Please repeat the listing exactly, starting at its first line and stopping after the line that contains "#[async_trait]".

BEGIN AVAILABLE DATA

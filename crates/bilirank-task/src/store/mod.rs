//! Persistence seam for task records, reports and raw comments.

mod memory;
mod postgres;

use async_trait::async_trait;
use bilirank_core::{CoreError, RawComment, TaskRecord, TaskStage};
use bilirank_db::DbError;
use bilirank_report::ReportData;
use chrono::{DateTime, Utc};
use thiserror::Error;

pub use memory::MemoryTaskStore;
pub use postgres::PgTaskStore;

#[derive(Debug, Error)]
pub enum StoreError {
    #[error("task {0} not found")]
    NotFound(String),

    #[error("task {0} already exists")]
    Duplicate(String),

    #[error(transparent)]
    Transition(#[from] CoreError),

    #[error(transparent)]
    Db(#[from] DbError),
}

/// Where task state lives.
///
/// Stage writes are monotonic: an implementation rejects a move out of a
/// terminal stage or back to an earlier stage, and never lowers `progress`.
#[async_trait]
pub trait TaskStore: Send + Sync {
    async fn create(&self, record: &TaskRecord) -> Result<(), StoreError>;

    /// Records stage, percent and message, and refreshes the heartbeat.
    async fn update_progress(
        &self,
        task_id: &str,
        stage: TaskStage,
        progress: u8,
        message: &str,
    ) -> Result<(), StoreError>;

    async fn touch_heartbeat(&self, task_id: &str) -> Result<(), StoreError>;

    async fn mark_completed(
        &self,
        task_id: &str,
        report_id: Option<i64>,
        message: &str,
    ) -> Result<(), StoreError>;

    async fn mark_failed(&self, task_id: &str, error: &str) -> Result<(), StoreError>;

    async fn get(&self, task_id: &str) -> Result<Option<TaskRecord>, StoreError>;

    /// Tasks not yet `completed` or `failed`, oldest first.
    async fn list_active(&self) -> Result<Vec<TaskRecord>, StoreError>;

    /// Fails active tasks whose heartbeat is older than `cutoff`; returns
    /// their ids. Tasks without a heartbeat are left alone.
    async fn fail_stale(
        &self,
        cutoff: DateTime<Utc>,
        error: &str,
    ) -> Result<Vec<String>, StoreError>;

    /// Stores the finished report and returns its id.
    async fn save_report(&self, task_id: &str, report: &ReportData) -> Result<i64, StoreError>;

    /// Keeps a copy of scraped comments for the retention window. Returns the
    /// number of rows written.
    async fn save_raw_comments(
        &self,
        task_id: &str,
        comments: &[RawComment],
    ) -> Result<u64, StoreError>;

    async fn purge_raw_comments(&self, cutoff: DateTime<Utc>) -> Result<u64, StoreError>;
}
use std::sync::Arc;

use bilirank_core::{ProgressEvent, TaskRecord, TaskRequest, TaskStage};
use chrono::Utc;
use tokio::sync::mpsc::{self, UnboundedReceiver};
use tokio::task::JoinHandle;
use tokio_util::sync::CancellationToken;

use crate::error::TaskError;
use crate::executor::TaskOutcome;
use crate::progress::ProgressReporter;
use crate::runner::TaskRunner;
use crate::store::{StoreError, TaskStore};

/// Runs one task and records a failure if it does not finish.
///
/// # Errors
///
/// Returns the runner's error after the task has been marked `failed`.
pub async fn drive_task(
    runner: &dyn TaskRunner,
    store: &dyn TaskStore,
    request: &TaskRequest,
    cancel: &CancellationToken,
    progress: &ProgressReporter,
) -> Result<TaskOutcome, TaskError> {
    match runner.run(request, cancel, progress).await {
        Ok(outcome) => Ok(outcome),
        Err(err) => {
            let message = err.to_string();
            tracing::error!(task_id = %request.task_id, error = %message, "task failed");
            if let Err(e) = store.mark_failed(&request.task_id, &message).await {
                tracing::warn!(task_id = %request.task_id, error = %e, "failed to record task failure");
            }
            progress.emit(TaskStage::Failed, 0, message);
            Err(err)
        }
    }
}

/// A submitted task.
pub struct TaskHandle {
    pub task_id: String,
    /// Progress events; never decreasing, ending with `completed` or
    /// `failed`.
    pub progress: UnboundedReceiver<ProgressEvent>,
    pub cancel: CancellationToken,
    pub join: JoinHandle<Result<TaskOutcome, TaskError>>,
}

/// Spawns tasks that outlive the caller's request.
///
/// Every task gets a child of the manager's shutdown token, so
/// [`TaskManager::shutdown`] cancels them all.
pub struct TaskManager {
    runner: Arc<dyn TaskRunner>,
    store: Arc<dyn TaskStore>,
    shutdown: CancellationToken,
}

impl TaskManager {
    #[must_use]
    pub fn new(runner: Arc<dyn TaskRunner>, store: Arc<dyn TaskStore>) -> Self {
        Self {
            runner,
            store,
            shutdown: CancellationToken::new(),
        }
    }

    #[must_use]
    pub fn store(&self) -> &Arc<dyn TaskStore> {
        &self.store
    }

    /// Persists the task record and starts running it in the background.
    ///
    /// # Errors
    ///
    /// Returns [`StoreError`] if the record cannot be created; nothing is
    /// spawned in that case.
    pub async fn submit(&self, request: TaskRequest) -> Result<TaskHandle, StoreError> {
        let record = TaskRecord::new(request.clone(), Utc::now());
        self.store.create(&record).await?;
        tracing::info!(task_id = %record.task_id, category = %request.category, "task submitted");

        let (tx, rx) = mpsc::unbounded_channel();
        let cancel = self.shutdown.child_token();
        let progress = ProgressReporter::new(&record.task_id, Arc::clone(&self.store), Some(tx));

        let runner = Arc::clone(&self.runner);
        let store = Arc::clone(&self.store);
        let token = cancel.clone();
        let join = tokio::spawn(async move {
            drive_task(runner.as_ref(), store.as_ref(), &request, &token, &progress).await
        });

        Ok(TaskHandle {
            task_id: record.task_id,
            progress: rx,
            cancel,
            join,
        })
    }

    /// Cancels every task this manager started.
    pub fn shutdown(&self) {
        self.shutdown.cancel();
    }
}
use std::sync::LazyLock;

use bilirank_core::VideoItem;
use regex::Regex;

use super::BilibiliClient;
use crate::error::BilibiliError;
use crate::types::SearchData;

pub const DEFAULT_SEARCH_PAGE_SIZE: u32 = 20;
pub const MAX_SEARCH_PAGE_SIZE: u32 = 50;

const DEFAULT_MAX_VIDEOS: usize = 50;
const MAX_SEARCH_PAGES: u32 = 10;

static HIGHLIGHT_TAG_RE: LazyLock<Regex> =
    LazyLock::new(|| Regex::new(r"<[^>]+>").expect("valid regex"));

/// One page of video search results.
#[derive(Debug, Clone, Default)]
pub struct SearchPage {
    pub videos: Vec<VideoItem>,
    pub num_pages: u32,
    pub num_results: u64,
}

/// Removes the `<em class="keyword">` highlight markup search titles carry and
/// decodes the handful of entities the endpoint escapes.
#[must_use]
pub fn strip_highlight(title: &str) -> String {
    HIGHLIGHT_TAG_RE
        .replace_all(title, "")
        .replace("&quot;", "\"")
        .replace("&#39;", "'")
        .replace("&lt;", "<")
        .replace("&gt;", ">")
        .replace("&amp;", "&")
        .trim()
        .to_string()
}

impl BilibiliClient {
    /// Fetches one page of video search results for `keyword`.
    ///
    /// `page_size` of `0` means the default (20); larger values are capped at
    /// 50. Results without a `bvid` are dropped.
    ///
    /// # Errors
    ///
    /// - [`BilibiliError::InvalidInput`] for an empty keyword.
    /// - [`BilibiliError::WbiKeys`] if the signing keys cannot be refreshed.
    /// - [`BilibiliError::Api`] for a non-zero envelope code.
    /// - Transport and decode errors after retries are exhausted.
    pub async fn search_videos(
        &self,
        keyword: &str,
        page: u32,
        page_size: u32,
    ) -> Result<SearchPage, BilibiliError> {
        let keyword = keyword.trim();
        if keyword.is_empty() {
            return Err(BilibiliError::InvalidInput(
                "search keyword is empty".to_string(),
            ));
        }
        let page = page.max(1);
        let page_size = match page_size {
            0 => DEFAULT_SEARCH_PAGE_SIZE,
            n => n.min(MAX_SEARCH_PAGE_SIZE),
        };

        let params = [
            ("search_type", "video".to_string()),
            ("keyword", keyword.to_string()),
            ("page", page.to_string()),
            ("page_size", page_size.to_string()),
        ];
        let data: SearchData = self
            .get_signed_data("/x/web-interface/wbi/search/type", &params, "search")
            .await?;

        let videos = data
            .result
            .unwrap_or_default()
            .into_iter()
            .filter(|v| !v.bvid.trim().is_empty())
            .map(|v| {
                let title = strip_highlight(&v.title);
                v.into_video_item(title)
            })
            .collect();

        Ok(SearchPage {
            videos,
            num_pages: data.num_pages,
            num_results: data.num_results,
        })
    }

    /// Pages through search results (20 per page, at most 10 pages) until
    /// `max_videos` are collected, a page comes back empty, or the reported
    /// page count is reached.
    ///
    /// Videos shorter than `min_duration_secs` are skipped; `0` disables the
    /// filter and videos with an unknown duration always pass.
    ///
    /// # Errors
    ///
    /// Propagates the first page error from [`BilibiliClient::search_videos`].
    pub async fn search_videos_with_limit(
        &self,
        keyword: &str,
        max_videos: usize,
        min_duration_secs: u32,
    ) -> Result<Vec<VideoItem>, BilibiliError> {
        let max_videos = if max_videos == 0 {
            DEFAULT_MAX_VIDEOS
        } else {
            max_videos
        };

        let mut collected: Vec<VideoItem> = Vec::new();
        for page in 1..=MAX_SEARCH_PAGES {
            let result = self
                .search_videos(keyword, page, DEFAULT_SEARCH_PAGE_SIZE)
                .await?;
            if result.videos.is_empty() {
                break;
            }

            let fetched = result.videos.len();
            collected.extend(result.videos.into_iter().filter(|v| {
                min_duration_secs == 0
                    || v.duration_secs == 0
                    || v.duration_secs >= min_duration_secs
            }));
            tracing::debug!(keyword, page, fetched, kept = collected.len(), "search page");

            if collected.len() >= max_videos || (result.num_pages > 0 && page >= result.num_pages) {
                break;
            }
        }

        collected.truncate(max_videos);
        Ok(collected)
    }
}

END AVAILABLE DATA

• _RESPONSE TO THE TASK_
filename crates/bilirank-task/src/store/mod.rs
//! Persistence seam for task records, reports and raw comments.

mod memory;
mod postgres;

use async_trait::async_trait;
use bilirank_core::{CoreError, RawComment, TaskRecord, TaskStage};
use bilirank_db::DbError;
use bilirank_report::ReportData;
use chrono::{DateTime, Utc};
use thiserror::Error;

pub use memory::MemoryTaskStore;
pub use postgres::PgTaskStore;

#[derive(Debug, Error)]
pub enum StoreError {
    #[error("task {0} not found")]
    NotFound(String),

    #[error("task {0} already exists")]
    Duplicate(String),

    #[error(transparent)]
    Transition(#[from] CoreError),

    #[error(transparent)]
    Db(#[from] DbError),
}

/// Where task state lives.
///
/// Stage writes are monotonic: an implementation rejects a move out of a
/// terminal stage or back to an earlier stage, and never lowers `progress`.
#[async_trait]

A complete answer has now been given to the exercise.